START Data to process

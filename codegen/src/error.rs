//! Error type shared by every stage of generation

use thiserror::Error;

// Error message prefixes
const MSG_FAILED_TO_PREFIX: &str = "Failed to";
const MSG_INVALID_PREFIX: &str = "Invalid";

/// Result type for the `jsonb_codegen` library
pub type Result<T> = std::result::Result<T, error_stack::Report<Error>>;

/// Error categories raised while generating serializers
#[derive(Error)]
pub enum Error {
    /// A root class absent from the type index
    #[error("Class not found in type index: {class_name}")]
    ClassNotFound {
        /// Fully-qualified name that was looked up
        class_name: String,
    },

    /// Invalid settings or command-line arguments
    #[error("Configuration error: {0}")]
    Configuration(String),

    /// Reading an input or writing generated output failed
    #[error("File operation failed: {0}")]
    FileOperation(String),

    /// Generation disagreed with an earlier support decision
    #[error("Internal consistency error: {0}")]
    InternalConsistency(String),

    /// A type signature in the index did not parse
    #[error("Invalid type signature `{signature}`: {reason}")]
    InvalidTypeSignature {
        /// The signature as written
        signature: String,
        /// Parser diagnostic
        reason:    String,
    },

    /// A unit could not be lowered by a backend
    #[error("Backend lowering failed: {0}")]
    Lowering(String),

    /// A host value did not match its declared shape at runtime
    #[error("Serialization failed: {0}")]
    Serialization(String),

    /// The type index is malformed
    #[error("Type index error: {0}")]
    TypeIndex(String),
}

impl std::fmt::Debug for Error {
    fn fmt(&self, f: &mut std::fmt::Formatter<'_>) -> std::fmt::Result {
        match self {
            Self::ClassNotFound { class_name } => f
                .debug_struct("ClassNotFound")
                .field("class_name", class_name)
                .finish(),
            Self::Configuration(s) => f.debug_tuple("Configuration").field(s).finish(),
            Self::FileOperation(s) => f.debug_tuple("FileOperation").field(s).finish(),
            Self::InternalConsistency(s) => f.debug_tuple("InternalConsistency").field(s).finish(),
            Self::InvalidTypeSignature { signature, reason } => f
                .debug_struct("InvalidTypeSignature")
                .field("signature", signature)
                .field("reason", reason)
                .finish(),
            Self::Lowering(s) => f.debug_tuple("Lowering").field(s).finish(),
            Self::Serialization(s) => f.debug_tuple("Serialization").field(s).finish(),
            Self::TypeIndex(s) => f.debug_tuple("TypeIndex").field(s).finish(),
        }
    }
}

impl Error {
    /// Create a "Failed to X" file error
    #[must_use]
    pub fn io_failed(
        operation: &str,
        path: &std::path::Path,
        error: impl std::fmt::Display,
    ) -> Self {
        Self::FileOperation(format!(
            "{MSG_FAILED_TO_PREFIX} {operation} {}: {error}",
            path.display()
        ))
    }

    /// Create an "Invalid X" configuration error
    #[must_use]
    pub fn invalid_config(what: &str, details: impl std::fmt::Display) -> Self {
        Self::Configuration(format!("{MSG_INVALID_PREFIX} {what}: {details}"))
    }

    /// Create a class lookup error
    #[must_use]
    pub fn class_not_found(class_name: impl std::fmt::Display) -> Self {
        Self::ClassNotFound {
            class_name: class_name.to_string(),
        }
    }

    /// Create an error for a probe/generate disagreement
    #[must_use]
    pub fn generator_mismatch(what: &str, owner: impl std::fmt::Display) -> Self {
        Self::InternalConsistency(format!(
            "Could not generate serializer for {what} of type {owner} after support was reported"
        ))
    }

    /// Create an error for a runtime value that does not match the declared shape
    #[must_use]
    pub fn shape_mismatch(expected: &str, found: &serde_json::Value) -> Self {
        Self::Serialization(format!("expected {expected}, found `{found}`"))
    }
}
//! Build-time serialization configuration
//!
//! [`JsonbConfig`] is the raw document as written by the user. It is validated exactly once
//! per build into a [`GlobalSerializationConfig`]; any invalid option is a fatal
//! [`Error::Configuration`] rather than a per-type degradation.

use std::path::Path;
use std::sync::LazyLock;

use chrono::format::{Item, StrftimeItems};
use error_stack::{Report, ResultExt};
use regex::Regex;
use serde::{Deserialize, Serialize};
use strum::{Display, EnumString};

use crate::error::{Error, Result};
use crate::type_descriptor::constants::DEFAULT_UNIT_PREFIX;

/// Locale used when none is configured
pub const DEFAULT_LOCALE: &str = "en-US";

static LOCALE_PATTERN: LazyLock<Option<Regex>> =
    LazyLock::new(|| Regex::new(r"^[a-zA-Z]{2,3}([-_][a-zA-Z0-9]{2,8})*$").ok());

/// Output key order applied to the properties of a class
#[derive(Debug, Clone, Copy, PartialEq, Eq, Default, Display, EnumString, Serialize)]
#[strum(serialize_all = "lowercase", ascii_case_insensitive)]
#[serde(rename_all = "lowercase")]
pub enum PropertyOrderStrategy {
    /// Ascending by final key name
    #[default]
    Lexicographical,
    /// Descending by final key name
    Reverse,
    /// No particular order requested; treated as lexicographical
    Any,
}

impl PropertyOrderStrategy {
    /// Whether keys are written in descending order
    #[must_use]
    pub const fn is_reverse(self) -> bool { matches!(self, Self::Reverse) }
}

/// Which property types may be handed to the generic leaf writer instead of failing
#[derive(Debug, Clone, Copy, PartialEq, Eq, Default, Display, EnumString, Serialize)]
#[strum(serialize_all = "kebab-case", ascii_case_insensitive)]
#[serde(rename_all = "kebab-case")]
pub enum DeferralPolicy {
    /// Plain class references and arrays without type variables
    #[default]
    ClassesAndArrays,
    /// Plain class references only
    ClassesOnly,
    /// Nothing is deferred; every property must have a generator
    None,
}

impl DeferralPolicy {
    /// Whether unsupported class references are deferred
    #[must_use]
    pub const fn defers_classes(self) -> bool { !matches!(self, Self::None) }

    /// Whether unsupported arrays are deferred
    #[must_use]
    pub const fn defers_arrays(self) -> bool { matches!(self, Self::ClassesAndArrays) }
}

/// How date and time values are rendered
#[derive(Debug, Clone, PartialEq, Eq, Hash, Default, Serialize)]
#[serde(rename_all = "snake_case")]
pub enum DateFormat {
    /// ISO-8601 / RFC 3339 text, written as held by the host value
    #[default]
    Iso,
    /// A chrono strftime pattern
    Pattern(String),
}

impl DateFormat {
    /// Validate a strftime pattern; the literal `ISO` selects [`DateFormat::Iso`]
    ///
    /// # Errors
    ///
    /// Returns an error when `pattern` is not a valid strftime pattern.
    pub fn parse(pattern: &str) -> Result<Self> {
        if pattern.is_empty() || pattern.eq_ignore_ascii_case("iso") {
            return Ok(Self::Iso);
        }
        if StrftimeItems::new(pattern).any(|item| matches!(item, Item::Error)) {
            return Err(Report::new(Error::invalid_config(
                "date-format",
                format!("`{pattern}` is not a valid strftime pattern"),
            )));
        }
        Ok(Self::Pattern(pattern.to_string()))
    }
}

impl std::fmt::Display for DateFormat {
    fn fmt(&self, f: &mut std::fmt::Formatter<'_>) -> std::fmt::Result {
        match self {
            Self::Iso => write!(f, "ISO"),
            Self::Pattern(pattern) => write!(f, "{pattern}"),
        }
    }
}

/// Raw configuration document
#[derive(Debug, Clone, Default, Deserialize)]
#[serde(rename_all = "kebab-case", deny_unknown_fields)]
pub struct JsonbConfig {
    /// `enabled`
    pub enabled:                 Option<bool>,
    /// `locale`
    pub locale:                  Option<String>,
    /// `date-format`, a strftime pattern or `ISO`
    pub date_format:             Option<String>,
    /// `serialize-null-values`
    pub serialize_null_values:   Option<bool>,
    /// `property-order-strategy`
    pub property_order_strategy: Option<String>,
    /// `deferral-policy`
    pub deferral_policy:         Option<String>,
    /// `unit-prefix`
    pub unit_prefix:             Option<String>,
}

impl JsonbConfig {
    /// Read a configuration file
    ///
    /// # Errors
    ///
    /// Returns an error if:
    /// - the file cannot be read
    /// - the file is not a JSON object of known configuration keys
    pub fn load(path: &Path) -> Result<Self> {
        let contents = std::fs::read_to_string(path)
            .map_err(|e| Report::new(Error::io_failed("read configuration", path, e)))?;
        serde_json::from_str(&contents)
            .change_context(Error::Configuration(format!(
                "Malformed configuration file {}",
                path.display()
            )))
    }

    /// Check every option and produce the effective configuration
    ///
    /// # Errors
    ///
    /// Returns an error for the first option holding an invalid value.
    pub fn validate(self) -> Result<GlobalSerializationConfig> {
        let locale = self.locale.unwrap_or_else(|| DEFAULT_LOCALE.to_string());
        if !LOCALE_PATTERN
            .as_ref()
            .is_some_and(|pattern| pattern.is_match(&locale))
        {
            return Err(Report::new(Error::invalid_config(
                "locale",
                format!("`{locale}` is not a language tag"),
            )));
        }

        let property_order_strategy = match self.property_order_strategy {
            Some(strategy) => strategy.trim().parse().map_err(|_| {
                Report::new(Error::invalid_config(
                    "property-order-strategy",
                    format!("`{strategy}`, expected one of lexicographical, reverse, any"),
                ))
            })?,
            None => PropertyOrderStrategy::default(),
        };

        let deferral_policy = match self.deferral_policy {
            Some(policy) => policy.trim().parse().map_err(|_| {
                Report::new(Error::invalid_config(
                    "deferral-policy",
                    format!("`{policy}`, expected one of classes-and-arrays, classes-only, none"),
                ))
            })?,
            None => DeferralPolicy::default(),
        };

        let date_format = match self.date_format {
            Some(pattern) => DateFormat::parse(&pattern)?,
            None => DateFormat::default(),
        };

        let unit_prefix = self
            .unit_prefix
            .unwrap_or_else(|| DEFAULT_UNIT_PREFIX.to_string());
        if !unit_prefix.is_empty() && !unit_prefix.ends_with('.') {
            tracing::warn!(%unit_prefix, "Unit prefix does not end with '.', identifiers will run together");
        }

        Ok(GlobalSerializationConfig {
            enabled: self.enabled.unwrap_or(true),
            locale,
            date_format,
            serialize_null_values: self.serialize_null_values.unwrap_or(false),
            property_order_strategy,
            deferral_policy,
            unit_prefix,
        })
    }
}

/// Validated configuration shared by every stage of a build
#[derive(Debug, Clone, PartialEq, Eq, Serialize)]
pub struct GlobalSerializationConfig {
    /// Generate anything at all
    pub enabled:                 bool,
    /// Validated language tag; recorded, not applied to date text
    pub locale:                  String,
    /// Format for dates without a property-level override
    pub date_format:             DateFormat,
    /// Write `null` for null properties not marked nillable
    pub serialize_null_values:   bool,
    /// Key order within each object
    pub property_order_strategy: PropertyOrderStrategy,
    /// Property types left to the reflective writer
    pub deferral_policy:         DeferralPolicy,
    /// Package prefix of every unit id
    pub unit_prefix:             String,
}

impl Default for GlobalSerializationConfig {
    fn default() -> Self {
        Self {
            enabled:                 true,
            locale:                  DEFAULT_LOCALE.to_string(),
            date_format:             DateFormat::default(),
            serialize_null_values:   false,
            property_order_strategy: PropertyOrderStrategy::default(),
            deferral_policy:         DeferralPolicy::default(),
            unit_prefix:             DEFAULT_UNIT_PREFIX.to_string(),
        }
    }
}

#[cfg(test)]
#[allow(clippy::expect_used, reason = "test assertions")]
mod tests {
    use serde_json::json;

    use super::*;

    fn config(value: serde_json::Value) -> Result<GlobalSerializationConfig> {
        serde_json::from_value::<JsonbConfig>(value)
            .expect("raw config should deserialize")
            .validate()
    }

    #[test]
    fn test_defaults() {
        let config = config(json!({})).expect("empty config is valid");
        assert_eq!(config, GlobalSerializationConfig::default());
    }

    #[test]
    fn test_order_strategy_is_case_insensitive() {
        let config = config(json!({ "property-order-strategy": "REVERSE" }))
            .expect("reverse is valid");
        assert!(config.property_order_strategy.is_reverse());
    }

    #[test]
    fn test_invalid_order_strategy_is_fatal() {
        let error = config(json!({ "property-order-strategy": "random" }))
            .expect_err("unknown strategy must be rejected");
        assert!(matches!(error.current_context(), Error::Configuration(_)));
        assert!(error.to_string().contains("property-order-strategy"));
    }

    #[test]
    fn test_date_format_and_locale_validation() {
        assert!(config(json!({ "date-format": "%Y-%m-%d" })).is_ok());
        assert!(config(json!({ "date-format": "%Q" })).is_err());
        assert!(config(json!({ "locale": "de_DE" })).is_ok());
        assert!(config(json!({ "locale": "not a locale" })).is_err());
    }

    #[test]
    fn test_deferral_policy() {
        let config = config(json!({ "deferral-policy": "classes-only" })).expect("valid policy");
        assert!(config.deferral_policy.defers_classes());
        assert!(!config.deferral_policy.defers_arrays());
    }
}
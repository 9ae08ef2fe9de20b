use crate::error::Result;
use crate::generator::{
    EmitState, GenerateContext, Probe, Support, TypeSerializerGenerator, UnsupportedReason,
};
use crate::ir::Stmt;
use crate::type_descriptor::TypeDescriptor;

/// Hands a deferred value to the reflective writer at runtime
///
/// Never chosen by probing; the object variant selects it for properties whose type has no
/// generator but may be deferred. The reflective writer handles null itself.
pub struct UnhandledGenerator;

impl TypeSerializerGenerator for UnhandledGenerator {
    fn supports(&self, ty: &TypeDescriptor, probe: &mut Probe<'_>) -> Result<Support> {
        Ok(if probe.registry().is_deferrable(ty) {
            Support::WithUnhandled
        } else {
            Support::Unsupported(UnsupportedReason::NoMatchingGenerator)
        })
    }

    fn generate_not_null(
        &self,
        ctx: &GenerateContext<'_>,
        _state: &mut EmitState,
    ) -> Result<Vec<Stmt>> {
        Ok(vec![Stmt::WriteUnhandled {
            value:         ctx.value.expr.clone(),
            declared_type: ctx.value.declared.clone(),
        }])
    }

    fn generate(&self, ctx: &GenerateContext<'_>, state: &mut EmitState) -> Result<Vec<Stmt>> {
        self.generate_not_null(ctx, state)
    }
}
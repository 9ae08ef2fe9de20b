use std::collections::HashMap;

use error_stack::Report;
use proc_macro2::{Ident, Span, TokenStream};
use quote::{format_ident, quote};

use super::{Backend, check_call_targets};
use crate::config::DateFormat;
use crate::error::{Error, Result};
use crate::ir::{LocalId, ScalarKind, Stmt, ValueExpr};
use crate::type_descriptor::ClassName;
use crate::unit_builder::SerializerUnit;

/// Rust module text for one unit
#[derive(Debug, Clone, PartialEq, Eq)]
pub struct RustSource {
    /// File name within the output directory
    pub file_name: String,
    /// Module text behind an `@generated` header line
    pub code:      String,
}

/// Emits Rust source written against the `jsonb_codegen` runtime
#[derive(Debug, Clone, Copy, Default)]
pub struct RustSourceBackend;

impl Backend for RustSourceBackend {
    type Output = RustSource;

    fn lower(&self, unit: &SerializerUnit) -> Result<RustSource> {
        check_call_targets(unit)?;

        let names: HashMap<&ClassName, Ident> = unit
            .ir
            .functions
            .iter()
            .enumerate()
            .map(|(position, function)| {
                let simple = sanitize(function.class.simple_name()).to_lowercase();
                (&function.class, format_ident!("write_{}_{}", position, simple))
            })
            .collect();
        let emitter = Emitter { names: &names };

        let struct_name = Ident::new(&sanitize(unit.id.simple_name()), Span::call_site());
        let root_type = unit.root_type.to_string();
        let needs_reflection = unit.needs_reflection();
        let entry = emitter.block(&unit.ir.entry)?;
        let mismatch = format!("unit {} received a value that is not a host value", unit.id);

        let mut functions = Vec::with_capacity(unit.ir.functions.len());
        for function in &unit.ir.functions {
            let name = emitter.function_name(&function.class)?;
            let body = emitter.block(&function.body)?;
            functions.push(quote! {
                fn #name(
                    value: &::serde_json::Value,
                    ctx: &mut ::jsonb_codegen::runtime::SerializationContext<'_>,
                ) -> ::jsonb_codegen::error::Result<()> {
                    #body
                    Ok(())
                }
            });
        }

        let struct_doc = format!(" Generated serializer for `{root_type}`");
        let tokens = quote! {
            #[doc = #struct_doc]
            pub struct #struct_name;

            impl #struct_name {
                /// Root type written by this unit
                pub const ROOT_TYPE: &'static str = #root_type;
                /// Whether some leaf is written reflectively
                pub const NEEDS_REFLECTION: bool = #needs_reflection;

                /// Write a non-null value of the root type
                pub fn serialize(
                    value: &::serde_json::Value,
                    ctx: &mut ::jsonb_codegen::runtime::SerializationContext<'_>,
                ) -> ::jsonb_codegen::error::Result<()> {
                    #entry
                    Ok(())
                }

                /// Type-erased bridge; the value must be a host value
                pub fn serialize_erased(
                    value: &dyn ::std::any::Any,
                    ctx: &mut ::jsonb_codegen::runtime::SerializationContext<'_>,
                ) -> ::jsonb_codegen::error::Result<()> {
                    let value = value
                        .downcast_ref::<::serde_json::Value>()
                        .ok_or_else(|| {
                            ::error_stack::Report::new(
                                ::jsonb_codegen::error::Error::Serialization(#mismatch.to_string()),
                            )
                        })?;
                    Self::serialize(value, ctx)
                }
            }

            #(#functions)*
        };

        let code = format!(
            "// @generated by jsonb-codegen for {root_type}\n\n{}\n",
            tokens
        );
        let file_name = format!("{}.rs", unit.id.file_stem());
        tracing::debug!(unit = %unit.id, file = %file_name, "Emitted Rust source");
        Ok(RustSource { file_name, code })
    }
}

/// Keep identifier characters, replace the rest
fn sanitize(name: &str) -> String {
    let mut ident: String = name
        .chars()
        .map(|c| if c.is_ascii_alphanumeric() || c == '_' { c } else { '_' })
        .collect();
    if ident.chars().next().is_none_or(|c| c.is_ascii_digit()) {
        ident.insert(0, '_');
    }
    ident
}

fn local(id: LocalId) -> Ident { format_ident!("v{}", id.0) }

struct Emitter<'a> {
    names: &'a HashMap<&'a ClassName, Ident>,
}

impl Emitter<'_> {
    fn function_name(&self, class: &ClassName) -> Result<&Ident> {
        self.names.get(class).ok_or_else(|| {
            Report::new(Error::Lowering(format!("no function emitted for {class}")))
        })
    }

    fn block(&self, statements: &[Stmt]) -> Result<TokenStream> {
        let mut tokens = TokenStream::new();
        for stmt in statements {
            tokens.extend(self.stmt(stmt)?);
        }
        Ok(tokens)
    }

    fn stmt(&self, stmt: &Stmt) -> Result<TokenStream> {
        let generator = quote! { ctx.generator() };
        let host = quote! { ::jsonb_codegen::runtime::host };
        Ok(match stmt {
            Stmt::BeginObject => quote! { #generator.write_start_object()?; },
            Stmt::EndObject => quote! { #generator.write_end_object()?; },
            Stmt::BeginArray => quote! { #generator.write_start_array()?; },
            Stmt::EndArray => quote! { #generator.write_end_array()?; },
            Stmt::WriteKey(key) => quote! { #generator.write_key(#key)?; },
            Stmt::WriteDynamicKey(ValueExpr::Local(id)) => {
                let key = local(*id);
                quote! { #generator.write_key(#key)?; }
            }
            Stmt::WriteDynamicKey(other) => {
                return Err(Report::new(Error::Lowering(format!(
                    "dynamic key `{other}` is not a map key local"
                ))));
            }
            Stmt::WriteNull => quote! { #generator.write_null()?; },
            Stmt::WriteScalar { value, kind } => {
                let value = expr(value);
                let kind = scalar_kind(*kind);
                quote! { #host::write_scalar(#generator, #value, #kind)?; }
            }
            Stmt::WriteDate { value, format } => {
                let value = expr(value);
                let format = date_format(format);
                quote! { #host::write_date(#generator, #value, &#format)?; }
            }
            Stmt::Let { local: id, value } => {
                let name = local(*id);
                let value = expr(value);
                quote! { let #name = #value; }
            }
            Stmt::IfNotNull {
                value,
                then,
                otherwise,
            } => {
                let value = expr(value);
                let then = self.block(then)?;
                if otherwise.is_empty() {
                    quote! { if !#value.is_null() { #then } }
                } else {
                    let otherwise = self.block(otherwise)?;
                    quote! { if #value.is_null() { #otherwise } else { #then } }
                }
            }
            Stmt::IfPresent {
                optional,
                inner,
                then,
                otherwise,
            } => {
                let optional = expr(optional);
                let inner = local(*inner);
                let then = self.block(then)?;
                let otherwise = self.block(otherwise)?;
                quote! {
                    if let Some(#inner) = #host::optional_content(#optional)? { #then } else { #otherwise }
                }
            }
            Stmt::ForEachElement {
                iterable,
                element,
                body,
            } => {
                let iterable = expr(iterable);
                let element = local(*element);
                let body = self.block(body)?;
                quote! { for #element in #host::elements(#iterable)? { #body } }
            }
            Stmt::ForEachEntry {
                map,
                key,
                value,
                body,
            } => {
                let map = expr(map);
                let key = local(*key);
                let value = local(*value);
                let body = self.block(body)?;
                quote! { for (#key, #value) in #host::entries(#map)? { #body } }
            }
            Stmt::CallObject { class, value } => {
                let function = self.function_name(class)?;
                let value = expr(value);
                quote! { #function(#value, ctx)?; }
            }
            Stmt::WriteUnhandled {
                value,
                declared_type,
            } => {
                let value = expr(value);
                let signature = declared_type.to_string();
                quote! { ctx.write_unhandled_signature(#value, #signature)?; }
            }
        })
    }
}

fn expr(value: &ValueExpr) -> TokenStream {
    let host = quote! { ::jsonb_codegen::runtime::host };
    match value {
        ValueExpr::Root => quote! { value },
        ValueExpr::Local(id) => {
            let name = local(*id);
            quote! { #name }
        }
        ValueExpr::Getter { target, method } => {
            let target = expr(target);
            quote! { #host::invoke_getter(#target, #method)? }
        }
        ValueExpr::Field { target, name } => {
            let target = expr(target);
            quote! { #host::read_field(#target, #name)? }
        }
        ValueExpr::Cast { target, class } => {
            let target = expr(target);
            let class = class.as_str();
            quote! {
                #host::checked_cast(#target, &::jsonb_codegen::type_descriptor::ClassName::from(#class))?
            }
        }
    }
}

fn scalar_kind(kind: ScalarKind) -> TokenStream {
    let variant = match kind {
        ScalarKind::Boolean => quote! { Boolean },
        ScalarKind::Number => quote! { Number },
        ScalarKind::Text => quote! { Text },
        ScalarKind::EnumConstant => quote! { EnumConstant },
    };
    quote! { ::jsonb_codegen::ir::ScalarKind::#variant }
}

fn date_format(format: &DateFormat) -> TokenStream {
    match format {
        DateFormat::Iso => quote! { ::jsonb_codegen::config::DateFormat::Iso },
        DateFormat::Pattern(pattern) => {
            quote! { ::jsonb_codegen::config::DateFormat::Pattern(#pattern.to_string()) }
        }
    }
}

END Data to process

### Work request:
Both end lines included, restate word for word the lines above from the line with "use std::path::Path;" to the line with "properties of a class", and nothing else.

### Exercise answer:
use std::path::Path;
use std::sync::LazyLock;

use chrono::format::{Item, StrftimeItems};
use error_stack::{Report, ResultExt};
use regex::Regex;
use serde::{Deserialize, Serialize};
use strum::{Display, EnumString};

use crate::error::{Error, Result};
use crate::type_descriptor::constants::DEFAULT_UNIT_PREFIX;

/// Locale used when none is configured
pub const DEFAULT_LOCALE: &str = "en-US";

static LOCALE_PATTERN: LazyLock<Option<Regex>> =
    LazyLock::new(|| Regex::new(r"^[a-zA-Z]{2,3}([-_][a-zA-Z0-9]{2,8})*$").ok());

/// Output key order applied to the properties of a class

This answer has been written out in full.